Events this week and, no doubt, for the next few weeks and months, will decide the economic and political future of the UK – and of each and every one of us who live here. Whether you voted to leave or remain, the fact is that we are now in a hugely damaging situation, with no acceptable, or sustainable outcome on offer. Just when we thought it couldn’t get any worse….it does. How we have reached this situation must lay heavily on the consciences of the political class, or so one would hope.
Going it alone
With these events unfolding, I re-visited a couple of my earlier blog posts, to find that they resonated particularly strongly today. The first was published on the occasion of the UK triggering Article 50 (see full blog post here). At the time, I quoted Acehson’s comments from 1962: “Great Britain has lost an empire and has not yet found a role.”

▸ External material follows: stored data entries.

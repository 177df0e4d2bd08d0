//! Upload Widget
//!
//! Everything needed to bring up a hosted upload widget and read its results:
//! - `provider`: capability traits the host implements (factory, handle, callback sink)
//! - `options`: widget construction parameters and presets
//! - `bootstrap`: probe-with-backoff and the single-handle slot
//! - `mapper`: callback payload to [`UploadOutcome`]

pub mod bootstrap;
pub mod mapper;
pub mod options;
pub mod provider;

pub use bootstrap::{BootstrapOutcome, WidgetBootstrapper, WidgetSlot};
pub use mapper::{map_callback, CallbackPayload, UploadOutcome, WidgetEvent};
pub use options::WidgetOptions;
pub use provider::{
    CapabilityProvider, RegisteredCapability, UploadCallback, UploadResults, WidgetFactory,
    WidgetHandle,
};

He was, of course, describing the decolonisation of the post-war period. One of Britain’s responses to that was to join the European Common Market, finding strength and purpose in togetherness and free trade. Now, as we threaten to turn our back on that strength and unity, to forge our own way, the arguments I raised then about the imperfect nature of bilateral as opposed to multilateral trade deals still apply.
Death to free trade?
The economic consequences of leaving the EU that have finally been laid bare in statements from the Chancellor, The Treasury and the Bank of England, don’t paint a pretty picture. The simple truth is that no deal is as good as the one the UK currently has. My blog post in August 2017 (see in full here) extolled the benefits of free trade on which most of our economic growth has been based. To make it clear, free trade drives economic growth, employment and incomes by allowing productivity gains to drive the supply side of our economy.
It also creates cohesion, co-operation and understanding between nations. Since Brexit and the fallout that has affected Europe as a whole, it’s no coincidence that we have seen an increase in hate crimes and the rise of neo-Nazi groups and far right politics. In the year that we mark the 100th anniversary of the end of the First World War, we must surely pay heed and learn the lessons of that conflict and its aftermath, which led inexorably to World War II and even greater slaughter. But it appears that we have not.
I started that blog post last year by quoting a Dionne Warwick song, replacing the word ‘love’ with the word ‘trade’. The sentiments expressed then are just as relevant now. However, in the light of recent events and indeed the months since the Referendum, perhaps showing a little more love for our fellow Man wouldn’t go amiss.